Extracted records:
++++++++
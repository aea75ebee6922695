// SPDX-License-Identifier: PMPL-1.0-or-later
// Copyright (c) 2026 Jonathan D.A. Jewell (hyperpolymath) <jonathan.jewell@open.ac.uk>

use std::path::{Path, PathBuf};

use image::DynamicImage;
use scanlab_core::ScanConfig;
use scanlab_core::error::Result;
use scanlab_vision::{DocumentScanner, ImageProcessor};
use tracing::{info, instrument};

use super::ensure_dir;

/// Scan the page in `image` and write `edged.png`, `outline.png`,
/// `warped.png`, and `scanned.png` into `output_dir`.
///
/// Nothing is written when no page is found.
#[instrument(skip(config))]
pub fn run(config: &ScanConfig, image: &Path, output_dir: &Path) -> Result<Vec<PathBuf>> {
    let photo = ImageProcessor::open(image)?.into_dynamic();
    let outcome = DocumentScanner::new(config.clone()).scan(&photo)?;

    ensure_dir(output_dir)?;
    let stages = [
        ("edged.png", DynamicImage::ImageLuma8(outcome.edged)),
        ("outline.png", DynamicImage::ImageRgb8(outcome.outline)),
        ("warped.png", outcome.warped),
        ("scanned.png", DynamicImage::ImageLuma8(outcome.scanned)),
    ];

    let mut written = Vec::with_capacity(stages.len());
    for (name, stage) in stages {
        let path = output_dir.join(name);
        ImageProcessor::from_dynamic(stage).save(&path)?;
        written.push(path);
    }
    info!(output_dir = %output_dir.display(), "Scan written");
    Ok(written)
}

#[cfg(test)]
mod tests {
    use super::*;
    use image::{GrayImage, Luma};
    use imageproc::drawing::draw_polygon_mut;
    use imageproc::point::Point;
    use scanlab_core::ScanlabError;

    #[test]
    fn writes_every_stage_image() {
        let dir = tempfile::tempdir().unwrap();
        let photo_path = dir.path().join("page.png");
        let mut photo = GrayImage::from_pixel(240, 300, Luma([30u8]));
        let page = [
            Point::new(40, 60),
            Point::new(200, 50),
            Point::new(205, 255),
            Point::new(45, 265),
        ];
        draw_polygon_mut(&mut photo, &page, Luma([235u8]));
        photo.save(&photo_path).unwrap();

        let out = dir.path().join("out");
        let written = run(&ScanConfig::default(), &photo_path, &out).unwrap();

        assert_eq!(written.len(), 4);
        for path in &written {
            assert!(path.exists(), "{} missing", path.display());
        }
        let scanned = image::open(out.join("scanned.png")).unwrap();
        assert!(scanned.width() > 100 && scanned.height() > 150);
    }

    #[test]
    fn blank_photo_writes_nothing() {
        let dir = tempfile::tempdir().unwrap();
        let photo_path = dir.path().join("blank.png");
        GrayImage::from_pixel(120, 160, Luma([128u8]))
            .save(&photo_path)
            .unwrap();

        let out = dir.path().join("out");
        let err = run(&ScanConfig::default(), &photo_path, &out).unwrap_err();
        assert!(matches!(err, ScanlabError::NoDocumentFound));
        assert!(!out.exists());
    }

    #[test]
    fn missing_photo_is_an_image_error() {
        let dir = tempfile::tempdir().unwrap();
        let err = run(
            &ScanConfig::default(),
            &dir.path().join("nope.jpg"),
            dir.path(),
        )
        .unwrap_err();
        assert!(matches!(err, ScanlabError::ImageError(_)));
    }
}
++++++++
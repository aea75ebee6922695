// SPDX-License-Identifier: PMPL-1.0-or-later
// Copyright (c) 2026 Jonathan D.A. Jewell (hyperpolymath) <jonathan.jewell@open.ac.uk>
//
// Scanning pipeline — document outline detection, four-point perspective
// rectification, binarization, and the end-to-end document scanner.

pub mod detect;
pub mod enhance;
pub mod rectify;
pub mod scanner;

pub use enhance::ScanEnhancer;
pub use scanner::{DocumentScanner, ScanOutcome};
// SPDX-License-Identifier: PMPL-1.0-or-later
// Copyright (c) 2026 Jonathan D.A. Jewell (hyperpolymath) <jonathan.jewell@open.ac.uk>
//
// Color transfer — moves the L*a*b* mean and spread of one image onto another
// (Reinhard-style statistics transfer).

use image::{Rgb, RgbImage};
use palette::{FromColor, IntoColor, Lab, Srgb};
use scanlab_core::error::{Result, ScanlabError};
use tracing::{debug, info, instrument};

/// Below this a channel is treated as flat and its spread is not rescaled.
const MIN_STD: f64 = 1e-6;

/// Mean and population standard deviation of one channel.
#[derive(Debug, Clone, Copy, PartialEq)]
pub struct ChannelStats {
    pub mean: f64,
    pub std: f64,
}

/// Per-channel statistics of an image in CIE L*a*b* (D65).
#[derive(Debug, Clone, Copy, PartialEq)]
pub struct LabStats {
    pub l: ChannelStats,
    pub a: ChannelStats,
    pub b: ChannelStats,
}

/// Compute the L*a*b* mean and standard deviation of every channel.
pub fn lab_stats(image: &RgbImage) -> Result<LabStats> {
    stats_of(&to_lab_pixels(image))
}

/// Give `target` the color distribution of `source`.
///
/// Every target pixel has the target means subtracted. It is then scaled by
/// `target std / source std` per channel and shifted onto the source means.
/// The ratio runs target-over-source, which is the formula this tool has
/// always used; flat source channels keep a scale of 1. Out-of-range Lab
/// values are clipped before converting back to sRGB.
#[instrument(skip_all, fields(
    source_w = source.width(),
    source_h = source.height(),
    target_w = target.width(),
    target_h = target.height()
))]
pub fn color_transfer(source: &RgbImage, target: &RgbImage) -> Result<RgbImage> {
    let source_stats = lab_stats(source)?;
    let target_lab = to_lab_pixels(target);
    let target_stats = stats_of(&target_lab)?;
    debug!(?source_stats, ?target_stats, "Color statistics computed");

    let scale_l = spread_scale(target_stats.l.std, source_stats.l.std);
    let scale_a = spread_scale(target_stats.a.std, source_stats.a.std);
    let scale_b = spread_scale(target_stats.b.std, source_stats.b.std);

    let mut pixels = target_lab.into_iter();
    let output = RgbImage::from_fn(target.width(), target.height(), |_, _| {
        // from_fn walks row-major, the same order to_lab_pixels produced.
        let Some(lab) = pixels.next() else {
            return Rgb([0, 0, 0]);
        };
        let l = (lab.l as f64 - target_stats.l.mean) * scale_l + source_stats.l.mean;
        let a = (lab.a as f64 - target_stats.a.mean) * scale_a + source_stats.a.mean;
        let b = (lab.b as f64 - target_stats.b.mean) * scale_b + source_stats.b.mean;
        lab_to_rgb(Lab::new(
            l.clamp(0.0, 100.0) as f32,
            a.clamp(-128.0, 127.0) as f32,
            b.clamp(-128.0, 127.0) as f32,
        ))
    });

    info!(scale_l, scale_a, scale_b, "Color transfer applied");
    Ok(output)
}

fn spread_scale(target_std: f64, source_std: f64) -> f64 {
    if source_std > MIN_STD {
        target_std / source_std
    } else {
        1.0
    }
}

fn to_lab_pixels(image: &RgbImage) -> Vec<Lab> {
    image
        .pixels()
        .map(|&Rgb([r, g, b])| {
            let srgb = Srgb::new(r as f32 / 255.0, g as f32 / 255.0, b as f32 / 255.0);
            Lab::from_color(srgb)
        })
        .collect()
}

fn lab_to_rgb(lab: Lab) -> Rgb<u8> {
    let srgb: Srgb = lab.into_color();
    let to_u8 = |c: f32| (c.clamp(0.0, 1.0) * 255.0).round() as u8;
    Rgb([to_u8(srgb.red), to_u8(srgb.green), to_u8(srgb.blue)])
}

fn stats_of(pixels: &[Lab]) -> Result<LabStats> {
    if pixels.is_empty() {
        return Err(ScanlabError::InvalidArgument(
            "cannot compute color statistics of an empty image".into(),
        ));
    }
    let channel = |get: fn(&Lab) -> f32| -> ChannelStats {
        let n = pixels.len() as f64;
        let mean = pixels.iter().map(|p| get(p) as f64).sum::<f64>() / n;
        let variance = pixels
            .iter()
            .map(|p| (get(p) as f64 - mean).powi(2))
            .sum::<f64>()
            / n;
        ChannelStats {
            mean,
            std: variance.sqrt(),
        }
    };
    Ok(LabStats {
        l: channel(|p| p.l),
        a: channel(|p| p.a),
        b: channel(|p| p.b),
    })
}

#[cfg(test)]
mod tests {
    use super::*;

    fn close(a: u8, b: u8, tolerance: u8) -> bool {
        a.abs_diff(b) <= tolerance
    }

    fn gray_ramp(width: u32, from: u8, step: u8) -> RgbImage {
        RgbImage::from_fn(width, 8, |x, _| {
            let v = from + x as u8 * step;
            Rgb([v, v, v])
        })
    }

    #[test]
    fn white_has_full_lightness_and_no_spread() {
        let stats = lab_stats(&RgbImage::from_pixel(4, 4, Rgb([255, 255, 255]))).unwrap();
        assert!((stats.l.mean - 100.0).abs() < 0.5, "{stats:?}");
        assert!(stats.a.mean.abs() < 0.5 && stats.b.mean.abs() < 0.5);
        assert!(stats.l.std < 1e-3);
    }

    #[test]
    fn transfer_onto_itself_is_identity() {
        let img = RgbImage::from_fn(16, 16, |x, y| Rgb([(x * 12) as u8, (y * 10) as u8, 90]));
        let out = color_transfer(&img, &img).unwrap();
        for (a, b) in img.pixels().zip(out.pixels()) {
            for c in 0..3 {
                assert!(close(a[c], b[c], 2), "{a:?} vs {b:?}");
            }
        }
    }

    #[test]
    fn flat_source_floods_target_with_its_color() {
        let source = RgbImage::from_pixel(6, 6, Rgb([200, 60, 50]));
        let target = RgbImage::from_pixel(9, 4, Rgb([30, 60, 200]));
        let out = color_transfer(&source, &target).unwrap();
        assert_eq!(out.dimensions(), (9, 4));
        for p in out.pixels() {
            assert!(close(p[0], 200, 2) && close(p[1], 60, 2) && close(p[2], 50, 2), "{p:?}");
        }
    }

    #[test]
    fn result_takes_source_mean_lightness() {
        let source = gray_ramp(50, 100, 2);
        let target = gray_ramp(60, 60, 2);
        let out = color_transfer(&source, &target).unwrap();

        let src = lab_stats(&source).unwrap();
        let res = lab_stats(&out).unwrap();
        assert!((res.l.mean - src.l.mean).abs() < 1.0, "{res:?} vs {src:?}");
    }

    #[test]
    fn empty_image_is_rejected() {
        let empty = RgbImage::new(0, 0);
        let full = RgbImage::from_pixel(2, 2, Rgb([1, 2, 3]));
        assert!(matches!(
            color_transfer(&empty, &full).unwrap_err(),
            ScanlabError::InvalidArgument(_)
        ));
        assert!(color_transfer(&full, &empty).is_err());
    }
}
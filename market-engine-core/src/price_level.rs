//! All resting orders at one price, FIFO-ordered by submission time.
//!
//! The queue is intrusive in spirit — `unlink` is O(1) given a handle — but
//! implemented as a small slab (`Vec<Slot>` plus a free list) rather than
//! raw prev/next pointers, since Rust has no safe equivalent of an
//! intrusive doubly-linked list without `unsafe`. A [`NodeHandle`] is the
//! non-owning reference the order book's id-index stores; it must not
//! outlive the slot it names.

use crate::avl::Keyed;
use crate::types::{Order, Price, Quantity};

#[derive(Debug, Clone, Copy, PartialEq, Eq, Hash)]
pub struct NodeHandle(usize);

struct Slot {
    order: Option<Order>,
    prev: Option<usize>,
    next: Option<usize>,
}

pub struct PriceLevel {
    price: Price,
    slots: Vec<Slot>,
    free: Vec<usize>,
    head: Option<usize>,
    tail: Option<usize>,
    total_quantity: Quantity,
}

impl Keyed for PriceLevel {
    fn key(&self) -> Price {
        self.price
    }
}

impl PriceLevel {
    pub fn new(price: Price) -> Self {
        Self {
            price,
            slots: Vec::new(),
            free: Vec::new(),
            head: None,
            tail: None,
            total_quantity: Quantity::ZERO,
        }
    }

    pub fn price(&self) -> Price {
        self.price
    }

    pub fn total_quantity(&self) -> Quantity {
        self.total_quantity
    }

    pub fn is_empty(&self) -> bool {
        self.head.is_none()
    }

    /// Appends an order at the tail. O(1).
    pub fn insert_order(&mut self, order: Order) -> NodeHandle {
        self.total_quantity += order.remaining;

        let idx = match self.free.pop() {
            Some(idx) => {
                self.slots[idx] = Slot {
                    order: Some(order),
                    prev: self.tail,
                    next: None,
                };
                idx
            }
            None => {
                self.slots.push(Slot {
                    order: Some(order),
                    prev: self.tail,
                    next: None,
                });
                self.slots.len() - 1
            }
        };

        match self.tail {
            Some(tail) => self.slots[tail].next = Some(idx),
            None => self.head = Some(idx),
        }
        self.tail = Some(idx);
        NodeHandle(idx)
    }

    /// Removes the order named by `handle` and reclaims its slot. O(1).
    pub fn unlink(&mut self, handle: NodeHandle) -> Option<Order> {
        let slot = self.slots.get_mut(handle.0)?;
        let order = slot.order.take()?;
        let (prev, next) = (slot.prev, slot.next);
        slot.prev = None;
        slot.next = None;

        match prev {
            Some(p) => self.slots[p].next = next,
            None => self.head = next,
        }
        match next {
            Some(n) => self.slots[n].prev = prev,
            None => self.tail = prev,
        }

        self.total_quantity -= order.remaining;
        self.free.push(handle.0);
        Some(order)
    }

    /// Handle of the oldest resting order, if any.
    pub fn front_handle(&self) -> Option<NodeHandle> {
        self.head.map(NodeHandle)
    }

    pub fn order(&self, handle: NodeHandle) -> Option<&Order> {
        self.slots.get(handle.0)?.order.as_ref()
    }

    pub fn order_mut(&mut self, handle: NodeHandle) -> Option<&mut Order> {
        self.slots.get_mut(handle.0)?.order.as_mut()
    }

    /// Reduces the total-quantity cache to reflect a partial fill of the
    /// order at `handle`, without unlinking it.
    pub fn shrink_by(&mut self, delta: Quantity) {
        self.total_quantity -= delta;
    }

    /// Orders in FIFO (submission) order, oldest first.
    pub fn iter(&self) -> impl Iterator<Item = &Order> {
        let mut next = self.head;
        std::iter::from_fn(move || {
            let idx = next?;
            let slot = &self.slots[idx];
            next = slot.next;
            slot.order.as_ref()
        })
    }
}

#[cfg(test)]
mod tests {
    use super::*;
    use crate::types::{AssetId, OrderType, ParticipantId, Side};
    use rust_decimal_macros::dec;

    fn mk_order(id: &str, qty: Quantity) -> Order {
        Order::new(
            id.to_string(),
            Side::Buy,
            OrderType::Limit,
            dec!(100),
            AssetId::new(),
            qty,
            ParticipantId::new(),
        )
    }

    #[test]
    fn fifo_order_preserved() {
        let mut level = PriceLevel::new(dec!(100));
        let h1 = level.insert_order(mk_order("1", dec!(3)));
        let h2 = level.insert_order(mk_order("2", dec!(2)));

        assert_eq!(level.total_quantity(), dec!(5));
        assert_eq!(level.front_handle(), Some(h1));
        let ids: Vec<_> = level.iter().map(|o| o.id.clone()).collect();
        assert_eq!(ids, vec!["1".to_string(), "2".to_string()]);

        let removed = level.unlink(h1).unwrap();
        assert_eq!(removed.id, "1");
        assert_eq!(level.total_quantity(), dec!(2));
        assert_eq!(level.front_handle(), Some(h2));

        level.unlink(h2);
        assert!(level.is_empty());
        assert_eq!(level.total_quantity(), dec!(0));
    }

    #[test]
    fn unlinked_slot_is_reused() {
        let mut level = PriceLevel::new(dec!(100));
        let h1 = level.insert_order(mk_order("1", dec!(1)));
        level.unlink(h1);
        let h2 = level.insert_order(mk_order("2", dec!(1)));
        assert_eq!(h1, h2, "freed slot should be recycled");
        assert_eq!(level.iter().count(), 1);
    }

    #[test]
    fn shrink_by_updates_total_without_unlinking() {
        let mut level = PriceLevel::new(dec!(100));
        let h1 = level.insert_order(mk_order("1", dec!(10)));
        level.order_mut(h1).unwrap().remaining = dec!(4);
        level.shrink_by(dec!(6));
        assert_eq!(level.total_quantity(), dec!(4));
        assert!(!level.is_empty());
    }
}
++++++++
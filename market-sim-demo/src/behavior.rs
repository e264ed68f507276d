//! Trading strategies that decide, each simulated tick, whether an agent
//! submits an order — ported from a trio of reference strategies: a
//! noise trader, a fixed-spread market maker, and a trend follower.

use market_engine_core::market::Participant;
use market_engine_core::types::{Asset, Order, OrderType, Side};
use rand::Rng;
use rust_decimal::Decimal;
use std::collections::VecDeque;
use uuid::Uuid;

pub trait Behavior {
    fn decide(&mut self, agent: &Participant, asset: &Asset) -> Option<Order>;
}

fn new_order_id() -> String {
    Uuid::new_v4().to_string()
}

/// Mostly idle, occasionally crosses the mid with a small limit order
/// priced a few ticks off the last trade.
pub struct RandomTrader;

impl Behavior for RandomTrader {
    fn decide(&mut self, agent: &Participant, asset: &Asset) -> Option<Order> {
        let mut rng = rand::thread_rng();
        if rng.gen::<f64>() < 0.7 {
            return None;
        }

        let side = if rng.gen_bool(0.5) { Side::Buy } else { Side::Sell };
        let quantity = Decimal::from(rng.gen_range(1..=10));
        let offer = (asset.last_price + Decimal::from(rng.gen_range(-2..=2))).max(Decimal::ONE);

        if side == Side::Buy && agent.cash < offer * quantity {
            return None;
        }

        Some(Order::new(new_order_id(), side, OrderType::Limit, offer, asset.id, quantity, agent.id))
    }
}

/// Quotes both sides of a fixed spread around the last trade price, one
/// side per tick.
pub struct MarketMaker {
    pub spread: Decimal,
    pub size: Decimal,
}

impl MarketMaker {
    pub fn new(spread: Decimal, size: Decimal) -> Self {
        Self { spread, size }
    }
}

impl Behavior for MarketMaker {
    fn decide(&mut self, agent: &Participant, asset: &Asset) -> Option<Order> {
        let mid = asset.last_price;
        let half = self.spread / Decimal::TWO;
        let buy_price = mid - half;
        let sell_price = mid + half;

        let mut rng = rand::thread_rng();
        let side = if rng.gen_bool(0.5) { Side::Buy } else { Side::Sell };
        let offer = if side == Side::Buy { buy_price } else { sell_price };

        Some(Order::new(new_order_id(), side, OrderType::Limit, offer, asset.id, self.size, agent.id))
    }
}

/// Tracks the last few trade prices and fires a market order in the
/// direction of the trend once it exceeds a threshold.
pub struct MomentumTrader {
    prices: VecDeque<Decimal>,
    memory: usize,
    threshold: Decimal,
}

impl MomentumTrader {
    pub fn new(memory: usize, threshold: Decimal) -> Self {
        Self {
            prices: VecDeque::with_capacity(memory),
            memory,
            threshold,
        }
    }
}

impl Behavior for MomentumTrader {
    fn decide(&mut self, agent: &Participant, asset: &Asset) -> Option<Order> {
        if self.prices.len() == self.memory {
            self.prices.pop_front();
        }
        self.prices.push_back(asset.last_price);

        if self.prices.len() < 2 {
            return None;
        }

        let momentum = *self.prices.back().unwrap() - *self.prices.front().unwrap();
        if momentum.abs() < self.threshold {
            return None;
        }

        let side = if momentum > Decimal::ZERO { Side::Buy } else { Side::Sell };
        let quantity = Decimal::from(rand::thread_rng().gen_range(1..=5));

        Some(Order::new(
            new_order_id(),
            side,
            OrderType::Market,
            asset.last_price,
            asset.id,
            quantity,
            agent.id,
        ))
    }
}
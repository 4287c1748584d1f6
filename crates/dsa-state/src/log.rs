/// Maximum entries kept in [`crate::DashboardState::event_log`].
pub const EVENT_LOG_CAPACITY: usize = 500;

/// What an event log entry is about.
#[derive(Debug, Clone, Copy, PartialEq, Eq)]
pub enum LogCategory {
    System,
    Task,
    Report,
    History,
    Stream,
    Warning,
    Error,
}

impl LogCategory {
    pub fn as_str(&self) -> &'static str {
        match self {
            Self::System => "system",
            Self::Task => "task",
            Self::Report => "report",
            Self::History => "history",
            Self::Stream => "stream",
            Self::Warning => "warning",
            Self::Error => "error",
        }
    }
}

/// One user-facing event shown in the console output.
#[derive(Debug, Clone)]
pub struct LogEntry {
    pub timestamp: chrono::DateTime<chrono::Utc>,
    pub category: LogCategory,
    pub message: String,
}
++++++++
» Work task: In the records, find every line that has the string "repository" and copy it.

» Answer:
repository aea75ebee6922695
repository aea75ebee6922695
repository e264ed68f507276d
repository 4287c1748584d1f6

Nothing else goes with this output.